Ratings agency, Fitch, has stated that the capital positions of Nigeria’s five largest banking groups will not be materially affected by the impact of Ghana’s sovereign debt restructuring on the groups’ Ghanaian subsidiaries.
The banks are Zenith, UBA, Access, Guaranty Trust and FBN.
“Although the debt restructuring will significantly weaken the subsidiaries’ capitalisation, this will not translate into a meaningful capital impact at the group level given the subsidiaries’ small size and the groups’ strong pre-impairment operating profit”, it said in a statement.
Nevertheless, Fitch, said, the debt restructuring adds to the capital pressure that the groups face from increasing domestic impaired loans, and further pressure could come from a potential devaluation of the Nigerian naira.
The Ministry of Finance announced on February 14, 2023 that the local-currency (LC) debt exchange, launched on 5 December 2022, had closed, after several delays and modifications.

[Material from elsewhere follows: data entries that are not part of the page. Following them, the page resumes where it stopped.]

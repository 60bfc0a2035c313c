// ============================================
// File: crates/riffle-common/src/types.rs
// ============================================
//! # Core Type Definitions
//!
//! ## Creation Reason
//! Centralizes the identifiers used throughout Riffle so that routing
//! keys, object handles and connection labels cannot be mixed up.
//!
//! ## Main Functionality
//! - `Identity`: Certificate commonName, the key for realm routing
//! - `ObjectId`: Per-connection handle of a remotely invocable object
//! - `ConnectionId`: Process-unique connection label for logs
//!
//! ## Main Logical Flow
//! 1. `Identity` is derived from a verified peer certificate
//! 2. Used as the key of realm matchers and live-avatar sets
//! 3. `ObjectId` travels on the wire inside `Value::Remote`
//!
//! ## ⚠️ Important Note for Next Developer
//! - An `Identity` is never empty; `Identity::new` enforces this
//! - `ObjectId::ROOT` is reserved for the responder's login root
//! - `ConnectionId` carries no meaning beyond log correlation
//!
//! ## Last Modified
//! v0.1.0 - Initial type definitions

use std::fmt;
use std::str::FromStr;
use std::sync::atomic::{AtomicU64, Ordering};

use serde::{Deserialize, Serialize};

use crate::error::CommonError;

// ============================================
// Identity
// ============================================

/// Authenticated name of a peer, taken verbatim from the subject
/// commonName of its verified certificate.
///
/// # Invariants
/// - Never empty
/// - Compared byte for byte (no case folding)
///
/// # Example
/// ```
/// use riffle_common::types::Identity;
///
/// let id = Identity::new("device-1").unwrap();
/// assert_eq!(id.as_str(), "device-1");
/// assert!(Identity::new("").is_err());
/// ```
#[derive(Debug, Clone, PartialEq, Eq, Hash, PartialOrd, Ord, Serialize)]
#[serde(transparent)]
pub struct Identity(String);

impl Identity {
    /// Creates an identity, rejecting the empty string.
    ///
    /// # Errors
    /// Returns `CommonError::InvalidInput` if `name` is empty.
    pub fn new(name: impl Into<String>) -> Result<Self, CommonError> {
        let name = name.into();
        if name.is_empty() {
            return Err(CommonError::invalid_input("identity", "cannot be empty"));
        }
        Ok(Self(name))
    }

    /// Returns the identity as a string slice.
    #[must_use]
    pub fn as_str(&self) -> &str {
        &self.0
    }

    /// Consumes the identity, returning the inner string.
    #[must_use]
    pub fn into_inner(self) -> String {
        self.0
    }
}

impl fmt::Display for Identity {
    fn fmt(&self, f: &mut fmt::Formatter<'_>) -> fmt::Result {
        f.write_str(&self.0)
    }
}

impl FromStr for Identity {
    type Err = CommonError;

    fn from_str(s: &str) -> Result<Self, Self::Err> {
        Self::new(s)
    }
}

impl AsRef<str> for Identity {
    fn as_ref(&self) -> &str {
        &self.0
    }
}

impl<'de> Deserialize<'de> for Identity {
    fn deserialize<D>(deserializer: D) -> Result<Self, D::Error>
    where
        D: serde::Deserializer<'de>,
    {
        let s = String::deserialize(deserializer)?;
        Self::new(s).map_err(serde::de::Error::custom)
    }
}

// ============================================
// ObjectId
// ============================================

/// Key into a connection's export table.
///
/// A value of this type is only meaningful relative to the side that
/// exported it: `Value::Remote(id)` always names an object in the
/// *sender's* table.
#[derive(Debug, Clone, Copy, PartialEq, Eq, Hash, PartialOrd, Ord, Serialize, Deserialize)]
#[serde(transparent)]
pub struct ObjectId(u64);

impl ObjectId {
    /// The responder's login root, present on every accepted connection.
    pub const ROOT: Self = Self(0);

    /// Creates an object id from a raw value.
    #[must_use]
    pub const fn new(raw: u64) -> Self {
        Self(raw)
    }

    /// Returns the raw value.
    #[must_use]
    pub const fn value(&self) -> u64 {
        self.0
    }

    /// Returns `true` for the reserved root id.
    #[must_use]
    pub const fn is_root(&self) -> bool {
        self.0 == 0
    }
}

impl fmt::Display for ObjectId {
    fn fmt(&self, f: &mut fmt::Formatter<'_>) -> fmt::Result {
        write!(f, "obj-{}", self.0)
    }
}

impl From<u64> for ObjectId {
    fn from(raw: u64) -> Self {
        Self(raw)
    }
}

// ============================================
// ConnectionId
// ============================================

static NEXT_CONNECTION_ID: AtomicU64 = AtomicU64::new(1);

/// Process-unique label attached to every connection for log correlation.
#[derive(Debug, Clone, Copy, PartialEq, Eq, Hash)]
pub struct ConnectionId(u64);

impl ConnectionId {
    /// Allocates the next connection id.
    #[must_use]
    pub fn next() -> Self {
        Self(NEXT_CONNECTION_ID.fetch_add(1, Ordering::Relaxed))
    }

    /// Returns the raw value.
    #[must_use]
    pub const fn value(&self) -> u64 {
        self.0
    }
}

impl fmt::Display for ConnectionId {
    fn fmt(&self, f: &mut fmt::Formatter<'_>) -> fmt::Result {
        write!(f, "conn-{}", self.0)
    }
}

// ============================================
// Tests
// ============================================
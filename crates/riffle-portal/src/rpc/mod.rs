// ============================================
// File: crates/riffle-portal/src/rpc/mod.rs
// ============================================
//! # RPC Module
//!
//! ## Creation Reason
//! The login handshake and every later call travel over one persistent
//! stream per peer. This module multiplexes that stream into calls on
//! exported objects.
//!
//! ## Main Functionality
//!
//! ### Submodules
//! - [`object`]: `Referenceable` trait and the per-call `CallContext`
//! - [`connection`]: Broker owning export table, pending calls, close signal
//! - [`proxy`]: `RemoteRef` and the host-facing `CapabilityProxy`
//!
//! ## Object Tables
//! ```text
//!        side A                                    side B
//! ┌──────────────────┐   Call{target=7}   ┌──────────────────┐
//! │ RemoteRef(7) ────┼──────────────────► │ exports[7]       │
//! │                  │ ◄────────────────  │  .invoke(...)    │
//! │                  │   Reply / Fault    │                  │
//! │ exports[3]       │ ◄────────────────  │ RemoteRef(3)     │
//! └──────────────────┘   Call{target=3}   └──────────────────┘
//! ```
//!
//! ## ⚠️ Important Note for Next Developer
//! - Object ids are only meaningful on the connection that minted them
//! - `ObjectId::ROOT` is reserved for the responder's handshake root
//!
//! ## Last Modified
//! v0.1.0 - Initial RPC layer

pub mod connection;
pub mod object;
pub mod proxy;

pub use connection::{Connection, StreamFailure};
pub use object::{CallContext, Referenceable};
pub use proxy::{CapabilityProxy, RemoteRef};
// ============================================
// File: crates/riffle-portal/src/services/logout.rs
// ============================================
//! # Logout Handle
//!
//! ## Creation Reason
//! A session ends either because the peer logs out or because the
//! transport drops, and both can happen at once. `LogoutHandle` turns
//! the two triggers into exactly one cleanup.
//!
//! ## ⚠️ Important Note for Next Developer
//! - The fired flag is shared by every clone; hand clones to each trigger
//!
//! ## Last Modified
//! v0.1.0 - Initial implementation

use std::fmt;
use std::sync::atomic::{AtomicBool, Ordering};
use std::sync::Arc;

use tracing::info;

use crate::services::avatar::Avatar;

/// Single-fire cleanup bound to one avatar.
#[derive(Clone)]
pub struct LogoutHandle {
    inner: Arc<LogoutInner>,
}

struct LogoutInner {
    fired: AtomicBool,
    avatar: Arc<Avatar>,
}

impl LogoutHandle {
    pub(crate) fn new(avatar: Arc<Avatar>) -> Self {
        Self {
            inner: Arc::new(LogoutInner {
                fired: AtomicBool::new(false),
                avatar,
            }),
        }
    }

    /// Removes the avatar from its realm and detaches it.
    ///
    /// Returns `true` for the call that did the work, `false` for every
    /// later call on this handle or any clone.
    pub fn logout(&self) -> bool {
        if self.inner.fired.swap(true, Ordering::SeqCst) {
            return false;
        }

        let avatar = &self.inner.avatar;
        if let Some(realm) = avatar.realm() {
            realm.connection_closed(avatar);
        }
        avatar.detach();

        info!(
            identity = %avatar.identity(),
            serial = avatar.serial(),
            session_secs = avatar.age().as_secs(),
            "Session ended"
        );
        true
    }

    /// Returns `true` once `logout` has run.
    #[must_use]
    pub fn is_fired(&self) -> bool {
        self.inner.fired.load(Ordering::SeqCst)
    }

    /// The avatar this handle cleans up.
    #[must_use]
    pub fn avatar(&self) -> &Arc<Avatar> {
        &self.inner.avatar
    }
}

impl fmt::Debug for LogoutHandle {
    fn fmt(&self, f: &mut fmt::Formatter<'_>) -> fmt::Result {
        f.debug_struct("LogoutHandle")
            .field("identity", self.inner.avatar.identity())
            .field("serial", &self.inner.avatar.serial())
            .field("fired", &self.is_fired())
            .finish()
    }
}

// ============================================
// Tests
// ============================================
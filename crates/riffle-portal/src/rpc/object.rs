// ============================================
// File: crates/riffle-portal/src/rpc/object.rs
// ============================================
//! # Exported Objects
//!
//! ## Main Functionality
//! - `Referenceable`: Anything that can sit in a connection's export table
//! - `CallContext`: What an object learns about the caller
//!
//! ## Last Modified
//! v0.1.0 - Initial implementation

use async_trait::async_trait;

use riffle_common::{Identity, ObjectId};
use riffle_core::{RemoteFault, Value};

use crate::rpc::connection::Connection;
use crate::rpc::proxy::RemoteRef;

/// An object the peer can invoke methods on.
#[async_trait]
pub trait Referenceable: Send + Sync {
    /// Handles one inbound call.
    ///
    /// # Errors
    /// The returned fault is sent back to the caller verbatim.
    async fn invoke(
        &self,
        ctx: &CallContext,
        method: &str,
        args: Vec<Value>,
    ) -> Result<Value, RemoteFault>;
}

/// Caller information handed to `Referenceable::invoke`.
#[derive(Debug, Clone)]
pub struct CallContext {
    connection: Connection,
}

impl CallContext {
    pub(crate) fn new(connection: Connection) -> Self {
        Self { connection }
    }

    /// Connection the call arrived on.
    #[must_use]
    pub fn connection(&self) -> &Connection {
        &self.connection
    }

    /// Verified identity of the caller.
    #[must_use]
    pub fn peer_identity(&self) -> &Identity {
        self.connection.peer_identity()
    }

    /// Resolves a `Value::Remote` argument into a callable handle.
    ///
    /// # Errors
    /// Returns an `InvalidArguments` fault if `value` is not a remote handle.
    pub fn remote_arg(&self, value: &Value) -> Result<RemoteRef, RemoteFault> {
        value
            .as_remote()
            .map(|id| self.connection.remote_ref(id))
            .ok_or_else(|| {
                RemoteFault::invalid_arguments(format!(
                    "expected remote, got {}",
                    value.type_name()
                ))
            })
    }

    /// Handle to an object exported by the caller.
    #[must_use]
    pub fn remote_ref(&self, id: ObjectId) -> RemoteRef {
        self.connection.remote_ref(id)
    }
}
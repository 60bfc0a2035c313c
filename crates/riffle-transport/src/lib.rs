// ============================================
// File: crates/riffle-transport/src/lib.rs
// ============================================
//! # Riffle Transport - Secure Stream Layer
//!
//! ## Creation Reason
//! Provides the mutually authenticated byte streams that Riffle connections
//! run over, and hands each stream to the layer above together with the
//! identity of the peer as derived from its verified certificate.
//!
//! ## Main Functionality
//!
//! ### Modules
//! - [`traits`]: `SecureStream` and the `SecureListener` abstraction
//! - [`tls`]: TCP + rustls listener and dialer
//! - [`mock`]: In-memory streams for tests
//! - [`error`]: Transport-specific error types
//!
//! ## Architecture Position
//! ```text
//! ┌─────────────────────────────────────────────────────┐
//! │               riffle-portal                         │
//! │                    │                                │
//! │         ┌──────────┴──────────┐                     │
//! │         ▼                     ▼                     │
//! │    riffle-core  ◄──── riffle-transport              │
//! │                       You are here ◄──              │
//! │         │                     │                     │
//! │         └──────────┬──────────┘                     │
//! │                    ▼                                │
//! │              riffle-common                          │
//! └─────────────────────────────────────────────────────┘
//! ```
//!
//! ## Data Flow
//! ```text
//!   TCP accept / connect
//!          │
//!          ▼
//!   rustls handshake (both sides present CA-signed certs)
//!          │
//!          ▼
//!   IdentityExtractor(peer leaf)  ──►  SecureStream { io, peer_identity }
//! ```
//!
//! ## ⚠️ Important Note for Next Developer
//! - A `SecureStream` only exists after verification succeeded; there is
//!   no way to build one from an unauthenticated socket outside `mock`
//! - Always use traits for testability
//!
//! ## Last Modified
//! v0.1.0 - Initial transport layer implementation

#![warn(missing_docs)]
#![warn(clippy::all)]
#![warn(clippy::pedantic)]
#![allow(clippy::module_name_repetitions)]

pub mod error;
pub mod mock;
pub mod tls;
pub mod traits;

// Re-export primary types
pub use error::{Result, TransportError};
pub use mock::{secure_pair, MockListener};
pub use tls::{TlsDialer, TlsListener, DEFAULT_HANDSHAKE_TIMEOUT};
pub use traits::{PendingStream, SecureIo, SecureListener, SecureStream};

According to the Ministry, creditors representing about 85% of eligible bonds took part, exchanging eligible government bonds for new bonds with lower coupons and longer tenors.
Although the debt exchange was formally voluntary, Fitch, said Ghanaian banks were highly incentivised to participate as the risk-weighting of the old bonds will be increased to 100% from 0% and non-participating banks are not eligible for liquidity support from the newly created Ghana Financial Stability Fund.
“Nigeria’s big five banking groups – Access Bank, Zenith Bank, FBN Holdings (FBNH), United Bank for Africa (UBA) and Guaranty Trust Holding Company (GTCO) – operate subsidiaries in Ghana and therefore the LC sovereign debt exchange will affect their capitalization”, it further said.
“As a means of deploying excess US dollar liquidity, some of the groups also have small Eurobond exposures through their Ghanaian and other subsidiaries. Ghana’s Ministry of Finance has suspended payments on Eurobonds pending a restructuring, which will add to the capital pressure on these groups”, it added.